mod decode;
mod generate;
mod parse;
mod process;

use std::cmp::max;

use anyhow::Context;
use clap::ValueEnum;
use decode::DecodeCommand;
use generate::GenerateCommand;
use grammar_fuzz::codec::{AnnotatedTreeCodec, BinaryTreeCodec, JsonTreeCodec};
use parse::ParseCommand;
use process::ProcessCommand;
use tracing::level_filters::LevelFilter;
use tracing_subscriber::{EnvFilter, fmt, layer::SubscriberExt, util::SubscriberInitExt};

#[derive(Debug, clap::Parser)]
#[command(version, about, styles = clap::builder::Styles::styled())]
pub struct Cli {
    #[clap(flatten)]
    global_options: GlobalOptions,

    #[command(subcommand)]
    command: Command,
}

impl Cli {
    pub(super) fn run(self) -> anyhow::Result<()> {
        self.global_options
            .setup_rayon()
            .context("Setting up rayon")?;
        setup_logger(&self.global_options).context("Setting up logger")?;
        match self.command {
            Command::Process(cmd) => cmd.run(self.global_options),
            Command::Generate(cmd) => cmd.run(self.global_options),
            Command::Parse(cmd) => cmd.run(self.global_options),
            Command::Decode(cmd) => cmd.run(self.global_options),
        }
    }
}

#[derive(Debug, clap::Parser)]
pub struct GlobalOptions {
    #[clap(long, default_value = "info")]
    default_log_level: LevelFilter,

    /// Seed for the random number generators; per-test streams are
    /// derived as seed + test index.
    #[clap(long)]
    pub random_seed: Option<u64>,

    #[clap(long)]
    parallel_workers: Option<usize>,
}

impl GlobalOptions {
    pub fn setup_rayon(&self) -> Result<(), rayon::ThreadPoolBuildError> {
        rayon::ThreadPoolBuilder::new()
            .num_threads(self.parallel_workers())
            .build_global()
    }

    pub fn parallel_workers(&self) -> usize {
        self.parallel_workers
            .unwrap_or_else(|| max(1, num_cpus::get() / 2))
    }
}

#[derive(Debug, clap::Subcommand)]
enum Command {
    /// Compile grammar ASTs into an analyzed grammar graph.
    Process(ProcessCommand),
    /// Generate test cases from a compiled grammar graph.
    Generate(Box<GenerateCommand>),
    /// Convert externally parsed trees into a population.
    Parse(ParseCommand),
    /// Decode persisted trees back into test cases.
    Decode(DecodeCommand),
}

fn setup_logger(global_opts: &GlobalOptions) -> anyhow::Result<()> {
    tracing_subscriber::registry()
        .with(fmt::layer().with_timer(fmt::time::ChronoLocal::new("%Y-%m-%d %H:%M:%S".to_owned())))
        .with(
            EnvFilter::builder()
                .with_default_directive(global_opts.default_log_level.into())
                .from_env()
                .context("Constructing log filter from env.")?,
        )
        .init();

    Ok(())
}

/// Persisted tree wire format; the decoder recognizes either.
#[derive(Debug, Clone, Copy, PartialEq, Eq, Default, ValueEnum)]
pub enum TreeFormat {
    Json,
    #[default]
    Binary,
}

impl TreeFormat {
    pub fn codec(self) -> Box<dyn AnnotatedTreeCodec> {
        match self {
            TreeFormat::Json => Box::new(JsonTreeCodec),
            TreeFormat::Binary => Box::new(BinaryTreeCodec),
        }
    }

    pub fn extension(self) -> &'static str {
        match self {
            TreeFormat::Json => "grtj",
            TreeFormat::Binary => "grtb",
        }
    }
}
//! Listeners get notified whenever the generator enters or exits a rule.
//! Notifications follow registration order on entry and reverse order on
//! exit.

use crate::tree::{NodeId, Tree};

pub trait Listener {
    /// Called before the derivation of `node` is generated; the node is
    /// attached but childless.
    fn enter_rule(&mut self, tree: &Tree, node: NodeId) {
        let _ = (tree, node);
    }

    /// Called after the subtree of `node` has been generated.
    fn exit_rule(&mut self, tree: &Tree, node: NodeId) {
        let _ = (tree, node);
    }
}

- - -

Output each line of the entries exactly, so that nothing is lost.

▶ _Written response_
mod decode;
mod generate;
mod parse;
mod process;

use std::cmp::max;

use anyhow::Context;
use clap::ValueEnum;
use decode::DecodeCommand;
use generate::GenerateCommand;
use grammar_fuzz::codec::{AnnotatedTreeCodec, BinaryTreeCodec, JsonTreeCodec};
use parse::ParseCommand;
use process::ProcessCommand;
use tracing::level_filters::LevelFilter;
use tracing_subscriber::{EnvFilter, fmt, layer::SubscriberExt, util::SubscriberInitExt};

#[derive(Debug, clap::Parser)]
#[command(version, about, styles = clap::builder::Styles::styled())]
pub struct Cli {
    #[clap(flatten)]
    global_options: GlobalOptions,

    #[command(subcommand)]
    command: Command,
}

impl Cli {
    pub(super) fn run(self) -> anyhow::Result<()> {
        self.global_options
            .setup_rayon()
            .context("Setting up rayon")?;
        setup_logger(&self.global_options).context("Setting up logger")?;
        match self.command {
            Command::Process(cmd) => cmd.run(self.global_options),
            Command::Generate(cmd) => cmd.run(self.global_options),
            Command::Parse(cmd) => cmd.run(self.global_options),
            Command::Decode(cmd) => cmd.run(self.global_options),
        }
    }
}

#[derive(Debug, clap::Parser)]
pub struct GlobalOptions {
    #[clap(long, default_value = "info")]
    default_log_level: LevelFilter,

    /// Seed for the random number generators; per-test streams are
    /// derived as seed + test index.
    #[clap(long)]
    pub random_seed: Option<u64>,

    #[clap(long)]
    parallel_workers: Option<usize>,
}

impl GlobalOptions {
    pub fn setup_rayon(&self) -> Result<(), rayon::ThreadPoolBuildError> {
        rayon::ThreadPoolBuilder::new()
            .num_threads(self.parallel_workers())
            .build_global()
    }

    pub fn parallel_workers(&self) -> usize {
        self.parallel_workers
            .unwrap_or_else(|| max(1, num_cpus::get() / 2))
    }
}

#[derive(Debug, clap::Subcommand)]
enum Command {
    /// Compile grammar ASTs into an analyzed grammar graph.
    Process(ProcessCommand),
    /// Generate test cases from a compiled grammar graph.
    Generate(Box<GenerateCommand>),
    /// Convert externally parsed trees into a population.
    Parse(ParseCommand),
    /// Decode persisted trees back into test cases.
    Decode(DecodeCommand),
}

fn setup_logger(global_opts: &GlobalOptions) -> anyhow::Result<()> {
    tracing_subscriber::registry()
        .with(fmt::layer().with_timer(fmt::time::ChronoLocal::new("%Y-%m-%d %H:%M:%S".to_owned())))
        .with(
            EnvFilter::builder()
                .with_default_directive(global_opts.default_log_level.into())
                .from_env()
                .context("Constructing log filter from env.")?,
        )
        .init();

    Ok(())
}

/// Persisted tree wire format; the decoder recognizes either.
#[derive(Debug, Clone, Copy, PartialEq, Eq, Default, ValueEnum)]
pub enum TreeFormat {
    Json,
    #[default]
    Binary,
}

impl TreeFormat {
    pub fn codec(self) -> Box<dyn AnnotatedTreeCodec> {
        match self {
            TreeFormat::Json => Box::new(JsonTreeCodec),
            TreeFormat::Binary => Box::new(BinaryTreeCodec),
        }
    }

    pub fn extension(self) -> &'static str {
        match self {
            TreeFormat::Json => "grtj",
            TreeFormat::Binary => "grtb",
        }
    }
}
//! Listeners get notified whenever the generator enters or exits a rule.
//! Notifications follow registration order on entry and reverse order on
//! exit.

use crate::tree::{NodeId, Tree};

pub trait Listener {
    /// Called before the derivation of `node` is generated; the node is
    /// attached but childless.
    fn enter_rule(&mut self, tree: &Tree, node: NodeId) {
        let _ = (tree, node);
    }

    /// Called after the subtree of `node` has been generated.
    fn exit_rule(&mut self, tree: &Tree, node: NodeId) {
        let _ = (tree, node);
    }
}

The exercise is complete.